I was surprised that a Gentoo forums search turned up nothing for gated. Since Red Hat includes the last unencumbered version (3.6) I expected to find it available for emerging in Gentoo. In fact I've only seen RPMs of gated v3.6 so far. Can anyone tell why gated seems not to be available in Gentoo? Is anyone else using it?
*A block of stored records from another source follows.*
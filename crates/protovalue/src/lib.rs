//! # protovalue
//!
//! The in-memory value model for schema-driven protocol buffer messages.
//!
//! Decoded messages, repeated-field arrays, and field values live here,
//! together with the ownership rules that let a decoder write into them over
//! and over without churning the allocator.
//!
//! ## Architecture
//!
//! - **Values**: inline scalars, or `Arc` references to strings, byte
//!   strings, arrays, and submessages
//! - **Arrays**: growable sequences for repeated fields
//! - **Messages**: one typed slot per field plus a presence bitset
//! - **Recycling**: exclusively owned values are emptied and reused instead
//!   of being freed and reallocated
//! - **Schema**: read-only field and message metadata that drives every
//!   access
//!
//! Containers are schema-agnostic: callers pass the [`FieldDef`] for every
//! read and write. Reference counts are atomic, so independent holders can
//! release the same value from different threads. Mutation needs `&mut`
//! access, so a shared value is never modified behind another holder's back.

#![warn(missing_docs)]
#![warn(clippy::all)]

pub mod array;
pub mod config;
pub mod error;
pub mod message;
pub mod recycle;
pub mod schema;
pub mod value;

// Re-export main types
pub use array::Array;
pub use config::{RuntimeConfig, DEFAULT_MIN_ARRAY_CAPACITY};
pub use error::{Result, SchemaError};
pub use message::Message;
pub use recycle::RecyclePolicy;
pub use schema::{
    FieldDef, FieldDescriptor, FieldSpec, FieldType, Label, MessageDef, MessageDefBuilder,
    MessageDescriptor, SchemaRegistry,
};
pub use value::{Value, ValueKind, ValueMut};

/// protovalue version
pub const VERSION: &str = env!("CARGO_PKG_VERSION");

#[cfg(test)]
mod tests {
    use super::*;

    #[test]
    fn test_version_exists() {
        assert!(!VERSION.is_empty());
    }

    #[test]
    fn test_shared_types_are_send_sync() {
        fn assert_send_sync<T: Send + Sync>() {}
        assert_send_sync::<Value>();
        assert_send_sync::<Message>();
        assert_send_sync::<Array>();
        assert_send_sync::<SchemaRegistry>();
    }
}
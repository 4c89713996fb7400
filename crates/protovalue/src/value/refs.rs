//! Shared ownership of managed values
//!
//! Managed values are `Arc` handles. Cloning a [`Value`] takes a reference,
//! dropping it releases one, and the backing object is destroyed exactly once
//! by whichever holder drops the last reference. Destroying an array or a
//! message drops every value it stores, which releases nested references in
//! turn.

use std::sync::Arc;

use super::Value;
use crate::array::Array;
use crate::message::Message;

/// Mutable access to the object behind a managed value.
///
/// Returned by the mutators that hand out a writable instance for the caller
/// to populate in place (`Message::get_mutable`, `Array::append_mutable`).
#[derive(Debug)]
pub enum ValueMut<'a> {
    /// A string to fill
    String(&'a mut String),
    /// A byte string to fill
    Bytes(&'a mut Vec<u8>),
    /// An array to append to
    Array(&'a mut Array),
    /// A submessage to populate
    Message(&'a mut Message),
}

impl<'a> ValueMut<'a> {
    /// Unwrap a mutable string. Panics on any other kind.
    pub fn into_string(self) -> &'a mut String {
        match self {
            ValueMut::String(s) => s,
            other => panic!("expected mutable string, got {}", other.kind_name()),
        }
    }

    /// Unwrap a mutable byte string. Panics on any other kind.
    pub fn into_bytes(self) -> &'a mut Vec<u8> {
        match self {
            ValueMut::Bytes(b) => b,
            other => panic!("expected mutable bytes, got {}", other.kind_name()),
        }
    }

    /// Unwrap a mutable array. Panics on any other kind.
    pub fn into_array(self) -> &'a mut Array {
        match self {
            ValueMut::Array(a) => a,
            other => panic!("expected mutable array, got {}", other.kind_name()),
        }
    }

    /// Unwrap a mutable submessage. Panics on any other kind.
    pub fn into_message(self) -> &'a mut Message {
        match self {
            ValueMut::Message(m) => m,
            other => panic!("expected mutable message, got {}", other.kind_name()),
        }
    }

    fn kind_name(&self) -> &'static str {
        match self {
            ValueMut::String(_) => "string",
            ValueMut::Bytes(_) => "bytes",
            ValueMut::Array(_) => "array",
            ValueMut::Message(_) => "message",
        }
    }
}

impl Value {
    /// Number of live references to a managed value, `None` for scalars.
    pub fn ref_count(&self) -> Option<usize> {
        match self {
            Value::String(s) => Some(Arc::strong_count(s)),
            Value::Bytes(b) => Some(Arc::strong_count(b)),
            Value::Array(a) => Some(Arc::strong_count(a)),
            Value::Message(m) => Some(Arc::strong_count(m)),
            _ => None,
        }
    }

    /// Whether this handle is the only reference to its managed object.
    ///
    /// Always false for scalars. Takes `&mut self` because exclusivity is
    /// decided by `Arc::get_mut`, which also rules out outstanding weak
    /// handles.
    pub fn is_exclusive(&mut self) -> bool {
        match self {
            Value::String(s) => Arc::get_mut(s).is_some(),
            Value::Bytes(b) => Arc::get_mut(b).is_some(),
            Value::Array(a) => Arc::get_mut(a).is_some(),
            Value::Message(m) => Arc::get_mut(m).is_some(),
            _ => false,
        }
    }

    /// Reference identity for managed values, equality for scalars.
    pub fn ptr_eq(&self, other: &Value) -> bool {
        match (self, other) {
            (Value::String(a), Value::String(b)) => Arc::ptr_eq(a, b),
            (Value::Bytes(a), Value::Bytes(b)) => Arc::ptr_eq(a, b),
            (Value::Array(a), Value::Array(b)) => Arc::ptr_eq(a, b),
            (Value::Message(a), Value::Message(b)) => Arc::ptr_eq(a, b),
            (a, b) if !a.is_managed() && !b.is_managed() => a == b,
            _ => false,
        }
    }

    /// Mutable access to a managed value.
    ///
    /// An exclusively owned object is returned in place. A shared one is
    /// copied first so other holders never observe the mutation. Panics for
    /// scalars, which are overwritten with `set` instead.
    pub fn as_value_mut(&mut self) -> ValueMut<'_> {
        match self {
            Value::String(s) => ValueMut::String(Arc::make_mut(s)),
            Value::Bytes(b) => ValueMut::Bytes(Arc::make_mut(b)),
            Value::Array(a) => ValueMut::Array(Arc::make_mut(a)),
            Value::Message(m) => ValueMut::Message(Arc::make_mut(m)),
            other => panic!("{} is not a managed value", other.kind()),
        }
    }

    /// Empty an exclusively owned managed value without reallocating.
    pub(crate) fn reset_in_place(&mut self) {
        match self.as_value_mut() {
            ValueMut::String(s) => s.clear(),
            ValueMut::Bytes(b) => b.clear(),
            ValueMut::Array(a) => a.clear(),
            ValueMut::Message(m) => m.clear(),
        }
    }
}

#[cfg(test)]
mod tests {
    use super::*;

    #[test]
    fn test_ref_count_tracks_clones() {
        let v = Value::string("hello");
        assert_eq!(v.ref_count(), Some(1));
        let w = v.clone();
        assert_eq!(v.ref_count(), Some(2));
        drop(w);
        assert_eq!(v.ref_count(), Some(1));
        assert_eq!(Value::I32(3).ref_count(), None);
    }

    #[test]
    fn test_as_value_mut_copies_shared() {
        let mut v = Value::string("abc");
        let other = v.clone();
        v.as_value_mut().into_string().push('d');
        assert_eq!(v.as_str(), Some("abcd"));
        assert_eq!(other.as_str(), Some("abc"));
        assert!(!v.ptr_eq(&other));
    }

    #[test]
    #[should_panic(expected = "not a managed value")]
    fn test_as_value_mut_scalar_panics() {
        let mut v = Value::I64(1);
        let _ = v.as_value_mut();
    }
}
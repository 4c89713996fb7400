//! Runtime configuration for allocation-capable operations

use serde::{Deserialize, Serialize};

use crate::recycle::RecyclePolicy;

/// Smallest capacity an array grows to on its first append.
pub const DEFAULT_MIN_ARRAY_CAPACITY: usize = 4;

/// Configuration for operations that may allocate.
///
/// This is passed to the `*_in` forms of the mutators (`get_mutable_in`,
/// `append_mutable_in`, ...). The plain forms use [`RuntimeConfig::default`].
///
/// Hosts can load it from JSON:
///
/// ```
/// use protovalue::{RecyclePolicy, RuntimeConfig};
///
/// let config: RuntimeConfig =
///     serde_json::from_str(r#"{ "recycle": "always_allocate" }"#).unwrap();
/// assert_eq!(config.recycle, RecyclePolicy::AlwaysAllocate);
/// assert_eq!(config.min_array_capacity, 4);
/// ```
#[derive(Debug, Clone, Copy, PartialEq, Eq, Serialize, Deserialize)]
#[serde(default)]
pub struct RuntimeConfig {
    /// Whether exclusively owned values are reused for fresh slots
    pub recycle: RecyclePolicy,

    /// Capacity floor for array growth
    pub min_array_capacity: usize,
}

impl Default for RuntimeConfig {
    fn default() -> Self {
        Self::new()
    }
}

impl RuntimeConfig {
    /// Create a config with default settings.
    pub const fn new() -> Self {
        Self {
            recycle: RecyclePolicy::Reuse,
            min_array_capacity: DEFAULT_MIN_ARRAY_CAPACITY,
        }
    }

    /// Create a config that always allocates instead of recycling.
    pub const fn no_recycling() -> Self {
        Self {
            recycle: RecyclePolicy::AlwaysAllocate,
            min_array_capacity: DEFAULT_MIN_ARRAY_CAPACITY,
        }
    }

    /// Set the recycling policy.
    pub fn with_recycle(mut self, recycle: RecyclePolicy) -> Self {
        self.recycle = recycle;
        self
    }

    /// Set the array capacity floor (at least 1).
    pub fn with_min_array_capacity(mut self, min: usize) -> Self {
        self.min_array_capacity = min.max(1);
        self
    }
}

#[cfg(test)]
mod tests {
    use super::*;

    #[test]
    fn test_default_reuses() {
        let config = RuntimeConfig::default();
        assert_eq!(config.recycle, RecyclePolicy::Reuse);
        assert_eq!(config.min_array_capacity, DEFAULT_MIN_ARRAY_CAPACITY);
    }

    #[test]
    fn test_min_capacity_floor() {
        let config = RuntimeConfig::new().with_min_array_capacity(0);
        assert_eq!(config.min_array_capacity, 1);
    }

    #[test]
    fn test_json_roundtrip() {
        let config = RuntimeConfig::no_recycling().with_min_array_capacity(16);
        let json = serde_json::to_string(&config).unwrap();
        let back: RuntimeConfig = serde_json::from_str(&json).unwrap();
        assert_eq!(back, config);
    }
}
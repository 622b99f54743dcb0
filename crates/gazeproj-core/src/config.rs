//! Project layout and descriptor format configuration.

use crate::error::ConfigError;
use encoding_rs::Encoding;
use serde::Deserialize;
use std::path::{Path, PathBuf};
use tracing::debug;

#[derive(Debug, Clone, Deserialize)]
pub struct ProjectConfig {
    /// Extension of the descriptor file, without the leading dot.
    #[serde(default = "default_descriptor_extension")]
    pub descriptor_extension: String,
    #[serde(default)]
    pub descriptor: DescriptorFormat,
}

/// Byte-level layout of the descriptor file.
#[derive(Debug, Clone, Deserialize)]
pub struct DescriptorFormat {
    /// Length of the opaque binary header skipped before parsing.
    #[serde(default = "default_header_len")]
    pub header_len: usize,
    /// WHATWG label of the legacy text encoding.
    #[serde(default = "default_encoding")]
    pub encoding: String,
    /// Top-level key holding the per-session sequence.
    #[serde(default = "default_sessions_key")]
    pub sessions_key: String,
}

fn default_descriptor_extension() -> String {
    "prj".to_string()
}

fn default_header_len() -> usize {
    14
}

fn default_encoding() -> String {
    "windows-1251".to_string()
}

fn default_sessions_key() -> String {
    "UserData".to_string()
}

impl Default for ProjectConfig {
    fn default() -> Self {
        Self {
            descriptor_extension: default_descriptor_extension(),
            descriptor: DescriptorFormat::default(),
        }
    }
}

impl Default for DescriptorFormat {
    fn default() -> Self {
        Self {
            header_len: default_header_len(),
            encoding: default_encoding(),
            sessions_key: default_sessions_key(),
        }
    }
}

impl DescriptorFormat {
    /// Resolve the configured encoding label.
    pub fn encoding(&self) -> Result<&'static Encoding, ConfigError> {
        Encoding::for_label(self.encoding.trim().as_bytes())
            .ok_or_else(|| ConfigError::UnknownEncoding(self.encoding.clone()))
    }
}

impl ProjectConfig {
    /// Parse config from TOML text and check the encoding label.
    pub fn from_toml(content: &str) -> Result<Self, ConfigError> {
        let config: ProjectConfig = toml::from_str(content)?;
        config.descriptor.encoding()?;
        Ok(config)
    }

    /// Load config from a specific file path.
    pub fn load_from(path: &Path) -> Result<Self, ConfigError> {
        let content = std::fs::read_to_string(path).map_err(|source| ConfigError::Io {
            path: path.to_path_buf(),
            source,
        })?;
        let config = Self::from_toml(&content)?;
        debug!(target: "gazeproj::config", "Loaded config from {}", path.display());
        Ok(config)
    }

    /// Load config from config/default.toml, then the user config directory,
    /// falling back to defaults.
    pub fn load() -> Result<Self, ConfigError> {
        for path in Self::search_paths() {
            if path.exists() {
                return Self::load_from(&path);
            }
        }

        Ok(ProjectConfig::default())
    }

    fn search_paths() -> Vec<PathBuf> {
        let mut paths = vec![PathBuf::from("config/default.toml")];
        if let Some(dir) = dirs::config_dir() {
            paths.push(dir.join("gazeproj").join("config.toml"));
        }
        paths
    }
}
//! Session info records and the aggregated sessions table.

use serde::{Deserialize, Serialize};
use serde_json::{Map, Value};

/// Name of the field every session info record must carry.
pub const INDEX_FIELD: &str = "index";

/// Summary record reported by a single session.
#[derive(Debug, Clone, Default, PartialEq, Serialize, Deserialize)]
#[serde(transparent)]
pub struct SessionInfo(Map<String, Value>);

impl SessionInfo {
    pub fn new() -> Self {
        Self::default()
    }

    /// Start a record with its `index` field set.
    pub fn with_index(index: impl Into<Value>) -> Self {
        let mut info = Self::new();
        info.insert(INDEX_FIELD, index);
        info
    }

    /// Builder-style field insertion.
    pub fn field(mut self, key: impl Into<String>, value: impl Into<Value>) -> Self {
        self.insert(key, value);
        self
    }

    pub fn insert(&mut self, key: impl Into<String>, value: impl Into<Value>) {
        self.0.insert(key.into(), value.into());
    }

    pub fn get(&self, key: &str) -> Option<&Value> {
        self.0.get(key)
    }

    /// The row identifier of this record, if present.
    pub fn index(&self) -> Option<&Value> {
        self.get(INDEX_FIELD)
    }

    /// Iterate fields in insertion order.
    pub fn iter(&self) -> serde_json::map::Iter<'_> {
        self.0.iter()
    }

    pub fn len(&self) -> usize {
        self.0.len()
    }

    pub fn is_empty(&self) -> bool {
        self.0.is_empty()
    }
}

impl From<Map<String, Value>> for SessionInfo {
    fn from(fields: Map<String, Value>) -> Self {
        Self(fields)
    }
}

impl FromIterator<(String, Value)> for SessionInfo {
    fn from_iter<T: IntoIterator<Item = (String, Value)>>(iter: T) -> Self {
        Self(iter.into_iter().collect())
    }
}

/// One row of the sessions table.
#[derive(Debug, Clone, PartialEq, Serialize, Deserialize)]
pub struct SessionRow {
    /// The session's own reported `index`.
    pub index: Value,
    /// Cell values aligned with [`SessionsTable::columns`]; absent fields are null.
    pub values: Vec<Value>,
}

/// Tabular summary of all sessions in a project, keyed by `index`.
#[derive(Debug, Clone, Default, PartialEq, Serialize, Deserialize)]
pub struct SessionsTable {
    columns: Vec<String>,
    rows: Vec<SessionRow>,
}

impl SessionsTable {
    pub fn new(columns: Vec<String>, rows: Vec<SessionRow>) -> Self {
        Self { columns, rows }
    }

    /// Non-index column names, in first-appearance order.
    pub fn columns(&self) -> &[String] {
        &self.columns
    }

    pub fn rows(&self) -> &[SessionRow] {
        &self.rows
    }

    pub fn len(&self) -> usize {
        self.rows.len()
    }

    pub fn is_empty(&self) -> bool {
        self.rows.is_empty()
    }

    /// Find the row whose identifier equals `index`.
    pub fn row(&self, index: &Value) -> Option<&SessionRow> {
        self.rows.iter().find(|row| &row.index == index)
    }

    /// Cell at (`index`, `column`). Returns `None` for unknown rows or columns.
    pub fn cell(&self, index: &Value, column: &str) -> Option<&Value> {
        let col = self.columns.iter().position(|c| c == column)?;
        self.row(index).and_then(|row| row.values.get(col))
    }

    /// Rows as JSON objects, `index` first.
    pub fn to_records(&self) -> Vec<Map<String, Value>> {
        self.rows
            .iter()
            .map(|row| {
                let mut record = Map::new();
                record.insert(INDEX_FIELD.to_string(), row.index.clone());
                for (column, value) in self.columns.iter().zip(&row.values) {
                    record.insert(column.clone(), value.clone());
                }
                record
            })
            .collect()
    }

    /// Render as a plain aligned text table.
    pub fn to_text(&self) -> String {
        let header: Vec<String> = std::iter::once(INDEX_FIELD.to_string())
            .chain(self.columns.iter().cloned())
            .collect();
        let body: Vec<Vec<String>> = self
            .rows
            .iter()
            .map(|row| {
                std::iter::once(display_cell(&row.index))
                    .chain(row.values.iter().map(display_cell))
                    .collect()
            })
            .collect();

        let mut widths: Vec<usize> = header.iter().map(|h| h.chars().count()).collect();
        for line in &body {
            for (width, cell) in widths.iter_mut().zip(line) {
                *width = (*width).max(cell.chars().count());
            }
        }

        let mut out = String::new();
        for line in std::iter::once(&header).chain(body.iter()) {
            let cells: Vec<String> = line
                .iter()
                .zip(&widths)
                .map(|(cell, width)| format!("{:<width$}", cell, width = *width))
                .collect();
            out.push_str(cells.join("  ").trim_end());
            out.push('\n');
        }
        out
    }
}

fn display_cell(value: &Value) -> String {
    match value {
        Value::Null => "-".to_string(),
        Value::String(s) => s.clone(),
        other => other.to_string(),
    }
}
Where can it be found for download and installation?

Thanks.

----------

## tomalok

I was just wondering the same thing...

I'm considering using Gentoo to rebuild a machine at work which absolutely requires gated to function properly...  I'll also need the Linux Virtual Server "ipvs" patches and the "ipvsadm" tool too (http://www.linux-vs.org).  Haven't found any reference to it in the forums.

Is it just that nobody has gotten around to making ebuilds for this stuff?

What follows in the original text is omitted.